Third, carefully reread the documentation and see if it says you can do what you’re trying to do. If it’s not clear whether you should be able to do something or not, report that too; it’s a bug in the documentation!

Finally, before reporting a bug or trying to fix it yourself, try to isolate it to the smallest possible awk program and input data file that reproduce the problem. Then send us the program and data file, some idea of what kind of Unix system you’re using, the compiler you used to compile gawk, and the exact results gawk gave you. Also say what you expected to occur; this helps us decide whether the problem is really in the documentation.

Make sure to include the version number of gawk you are using. You can get this information with the command ‘gawk --version’.

Once you have a precise problem description, send email to “bug-gawk at gnu dot org”.

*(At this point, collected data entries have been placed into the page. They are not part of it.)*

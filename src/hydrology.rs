// src/hydrology.rs
//! Гидрология: сток D8, аккумуляция, родники и ручьи
//!
//! Направление стока каждого тайла — сосед с самым крутым положительным
//! спуском из восьми (D8). Аккумуляция считается не квадратичным перебором
//! всей сетки на каждый тайл, а за O(n): граф стока — это DAG (спуск строго
//! положительный), поэтому достаточно одного топологического прохода.

use image::{ImageBuffer, Luma};
use petgraph::algo::toposort;
use petgraph::graph::{DiGraph, NodeIndex};
use serde::{Deserialize, Serialize};
use thiserror::Error;

use crate::config::{HydrologyConfig, TacticalMapContext};
use crate::error::GenerationError;
use crate::geology::GeologyMap;
use crate::noise::NoiseField;
use crate::seed::{MapSeed, layer};
use crate::topography::TopographyMap;

/// Соседи D8; порядок важен: при равном спуске побеждает первый проверенный
const DIRECTIONS: [(i32, i32); 8] = [
    (-1, -1),
    (0, -1),
    (1, -1),
    (-1, 0),
    (1, 0),
    (-1, 1),
    (0, 1),
    (1, 1),
];

const SQRT2: f32 = std::f32::consts::SQRT_2;

/// Тайл-сток: вода не уходит ни к одному соседу
pub const NO_FLOW: i8 = -1;

/// Доля площади карты, которую должен собрать тайл, чтобы стать ручьём
/// (до учёта множителя обилия воды)
const STREAM_AREA_FRACTION: f32 = 0.02;
/// Базовый порог вероятности родника
const SPRING_BASE_THRESHOLD: f32 = 0.85;

/// Отрезок ручья для отрисовки: ломаная по тайлам и ширина в футах
#[derive(Debug, Clone, Serialize, Deserialize)]
pub struct StreamSegment {
    pub path: Vec<(usize, usize)>,
    pub width_ft: f32,
}

/// Гидрологическая карта (все сетки построчные, `height × width`)
#[derive(Debug, Clone, Serialize, Deserialize)]
pub struct HydrologyMap {
    pub width: usize,
    pub height: usize,
    /// Индекс направления D8 (0–7) либо [`NO_FLOW`]
    pub flow_direction: Vec<i8>,
    /// Число тайлов, стекающих через данный (включая его самого)
    pub accumulation: Vec<u32>,
    pub is_stream: Vec<bool>,
    /// Порядок ручья 1–5, 0 вне ручьёв
    pub stream_order: Vec<u8>,
    /// Глубина воды, футы
    pub water_depth: Vec<f32>,
    /// Влажность почвы, [0, 1]
    pub moisture: Vec<f32>,
    pub springs: Vec<(usize, usize)>,
    pub segments: Vec<StreamSegment>,
}

impl HydrologyMap {
    #[must_use]
    pub fn stream_tile_count(&self) -> usize {
        self.is_stream.iter().filter(|&&s| s).count()
    }

    /// Доля тайлов, покрытых водой
    #[must_use]
    pub fn water_coverage(&self) -> f32 {
        self.stream_tile_count() as f32 / (self.width * self.height) as f32
    }

    pub fn save_as_png(&self, path: &str) -> Result<(), Box<dyn std::error::Error>> {
        let mut img: ImageBuffer<Luma<u8>, Vec<u8>> =
            ImageBuffer::from_pixel(self.width as u32, self.height as u32, Luma([0]));
        for y in 0..self.height {
            for x in 0..self.width {
                let order = self.stream_order[y * self.width + x];
                if order > 0 {
                    imageproc::drawing::draw_filled_circle_mut(
                        &mut img,
                        (x as i32, y as i32),
                        i32::from(order) / 2,
                        Luma([255u8]),
                    );
                }
            }
        }
        img.save(path)?;
        Ok(())
    }
}

#[derive(Debug, Error)]
#[error("граф стока содержит цикл, рельеф некорректен")]
struct FlowCycle;

/// Генерирует гидрологический слой
pub fn generate_hydrology(
    geology: &GeologyMap,
    topography: &TopographyMap,
    context: &TacticalMapContext,
    config: &HydrologyConfig,
    seed: MapSeed,
) -> Result<HydrologyMap, GenerationError> {
    let width = topography.width;
    let height = topography.height;
    let abundance = config.water_abundance;

    let flow_direction = compute_flow_directions(topography);
    let accumulation = compute_accumulation(&flow_direction, width, height)
        .map_err(|e| GenerationError::layer("hydrology", e))?;

    let springs = place_springs(geology, topography, abundance, seed);

    // Ручьи: аккумуляция выше порога, порядок — логарифм превышения
    let threshold = ((width * height) as f32 * STREAM_AREA_FRACTION / abundance).max(2.0);
    let mut is_stream = vec![false; width * height];
    let mut stream_order = vec![0u8; width * height];
    for i in 0..width * height {
        let acc = accumulation[i] as f32;
        if acc > threshold {
            is_stream[i] = true;
            let order = (acc / threshold).log2().floor() as u8 + 1;
            stream_order[i] = order.clamp(1, 5);
        }
    }

    let water_modifier = context.season.water_modifier();
    let water_depth: Vec<f32> = stream_order
        .iter()
        .map(|&o| f32::from(o) * 0.5 * water_modifier)
        .collect();

    let moisture = compute_moisture(&accumulation, &is_stream, &springs, context, width);

    let segments = extract_segments(&is_stream, &stream_order, &flow_direction, width, height);

    Ok(HydrologyMap {
        width,
        height,
        flow_direction,
        accumulation,
        is_stream,
        stream_order,
        water_depth,
        moisture,
        springs,
        segments,
    })
}

/// D8: самый крутой положительный спуск с учётом диагональной дистанции √2
fn compute_flow_directions(topography: &TopographyMap) -> Vec<i8> {
    let width = topography.width;
    let height = topography.height;
    let mut directions = vec![NO_FLOW; width * height];

    for y in 0..height {
        for x in 0..width {
            let own = topography.elevation[y * width + x];
            let mut best_gradient = 0.0;
            let mut best_dir = NO_FLOW;

            for (dir, &(dx, dy)) in DIRECTIONS.iter().enumerate() {
                let nx = x as i32 + dx;
                let ny = y as i32 + dy;
                if nx < 0 || nx >= width as i32 || ny < 0 || ny >= height as i32 {
                    continue;
                }
                let drop = own - topography.elevation[(ny as usize) * width + nx as usize];
                let distance = if dx != 0 && dy != 0 { SQRT2 } else { 1.0 };
                let gradient = drop / distance;
                if gradient > best_gradient {
                    best_gradient = gradient;
                    best_dir = dir as i8;
                }
            }
            directions[y * width + x] = best_dir;
        }
    }
    directions
}

/// Аккумуляция стока за один топологический проход по DAG направлений
fn compute_accumulation(
    flow_direction: &[i8],
    width: usize,
    height: usize,
) -> Result<Vec<u32>, FlowCycle> {
    let n = width * height;
    let mut graph: DiGraph<(), ()> = DiGraph::with_capacity(n, n);
    let nodes: Vec<NodeIndex> = (0..n).map(|_| graph.add_node(())).collect();

    for y in 0..height {
        for x in 0..width {
            let i = y * width + x;
            let dir = flow_direction[i];
            if dir == NO_FLOW {
                continue;
            }
            let (dx, dy) = DIRECTIONS[dir as usize];
            let nx = (x as i32 + dx) as usize;
            let ny = (y as i32 + dy) as usize;
            graph.add_edge(nodes[i], nodes[ny * width + nx], ());
        }
    }

    // Спуск строго положительный, цикл невозможен; проверка на всякий случай
    let order = toposort(&graph, None).map_err(|_| FlowCycle)?;

    let mut accumulation = vec![1u32; n];
    for node in order {
        let i = node.index();
        let dir = flow_direction[i];
        if dir == NO_FLOW {
            continue;
        }
        let (dx, dy) = DIRECTIONS[dir as usize];
        let x = i % width;
        let y = i / width;
        let target = ((y as i32 + dy) as usize) * width + (x as i32 + dx) as usize;
        accumulation[target] += accumulation[i];
    }
    Ok(accumulation)
}

/// Родники: контакт проницаемой и водоупорной формаций, шум плюс бонус
/// за крутой склон, порог управляется обилием воды
fn place_springs(
    geology: &GeologyMap,
    topography: &TopographyMap,
    abundance: f32,
    seed: MapSeed,
) -> Vec<(usize, usize)> {
    let spring_noise = NoiseField::new(seed.noise_seed(layer::HYDROLOGY), 0.15);
    let threshold = SPRING_BASE_THRESHOLD / abundance;
    let slope_bonus = 0.1 * abundance;
    let width = geology.width;

    geology
        .transitions
        .iter()
        .copied()
        .filter(|&(x, y)| {
            let own = geology.tiles[y * width + x].formation;
            if !own.can_host_springs() {
                return false;
            }
            // Нужен водоупор по соседству
            let has_aquiclude = [(0i32, 1i32), (1, 0), (0, -1), (-1, 0)].iter().any(|&(dx, dy)| {
                let nx = x as i32 + dx;
                let ny = y as i32 + dy;
                nx >= 0
                    && nx < width as i32
                    && ny >= 0
                    && ny < geology.height as i32
                    && !geology.tiles[(ny as usize) * width + nx as usize]
                        .formation
                        .can_host_springs()
            });
            if !has_aquiclude {
                return false;
            }
            let mut probability = spring_noise.sample01(x as f32, y as f32);
            if topography.slope_at(x, y) > 15.0 {
                probability += slope_bonus;
            }
            probability > threshold
        })
        .collect()
}

fn compute_moisture(
    accumulation: &[u32],
    is_stream: &[bool],
    springs: &[(usize, usize)],
    context: &TacticalMapContext,
    width: usize,
) -> Vec<f32> {
    let wetness = context.hydrology_type.wetness();
    let max_acc = accumulation.iter().copied().max().unwrap_or(1).max(1) as f32;
    let mut moisture: Vec<f32> = accumulation
        .iter()
        .zip(is_stream)
        .map(|(&acc, &stream)| {
            let acc_term = (acc as f32).ln() / max_acc.ln().max(1.0);
            let stream_term = if stream { 0.2 } else { 0.0 };
            (wetness * 0.4 + acc_term * 0.4 + stream_term).clamp(0.0, 1.0)
        })
        .collect();
    for &(x, y) in springs {
        let i = y * width + x;
        moisture[i] = (moisture[i] + 0.2).min(1.0);
    }
    moisture
}

/// Вытягивает ломаные ручьёв: от каждого непосещённого тайла ручья идём по
/// направлению стока до выхода из ручья или уже посещённого тайла
fn extract_segments(
    is_stream: &[bool],
    stream_order: &[u8],
    flow_direction: &[i8],
    width: usize,
    height: usize,
) -> Vec<StreamSegment> {
    let mut visited = vec![false; width * height];
    let mut segments = Vec::new();

    for start in 0..width * height {
        if !is_stream[start] || visited[start] {
            continue;
        }
        let mut path = Vec::new();
        let mut max_order = 0u8;
        let mut current = start;
        loop {
            visited[current] = true;
            path.push((current % width, current / width));
            max_order = max_order.max(stream_order[current]);

            let dir = flow_direction[current];
            if dir == NO_FLOW {
                break;
            }
            let (dx, dy) = DIRECTIONS[dir as usize];
            let x = current % width;
            let y = current / width;
            let nx = x as i32 + dx;
            let ny = y as i32 + dy;
            if nx < 0 || nx >= width as i32 || ny < 0 || ny >= height as i32 {
                break;
            }
            let next = (ny as usize) * width + nx as usize;
            if !is_stream[next] || visited[next] {
                break;
            }
            current = next;
        }
        segments.push(StreamSegment {
            path,
            width_ft: f32::from(max_order) * 2.0,
        });
    }
    segments
}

The gawk maintainers subscribe to this address, and thus they will receive your bug report. Although you can send mail to the maintainers directly, the bug reporting address is preferred because the email list is archived at the GNU Project. All email must be in English. This is the only language understood in common by all the maintainers. In addition, please be sure to send all mail in plain text, not (or not exclusively) in HTML.

NOTE: Many distributions of GNU/Linux and the various BSD-based operating systems have their own bug reporting systems. If you report a bug using your distribution’s bug reporting system, you should also send a copy to “bug-gawk at gnu dot org”.

This is for two reasons. First, although some distributions forward bug reports “upstream” to the GNU mailing list, many don’t, so there is a good chance that the gawk maintainers won’t even see the bug report! Second, mail to the GNU list is archived, and having everything at the GNU Project keeps things self-contained and not dependent on other organizations.

Non-bug suggestions are always welcome as well. If you have questions about things that are unclear in the documentation or are just obscure features, ask on the bug list; we will try to help you out if we can.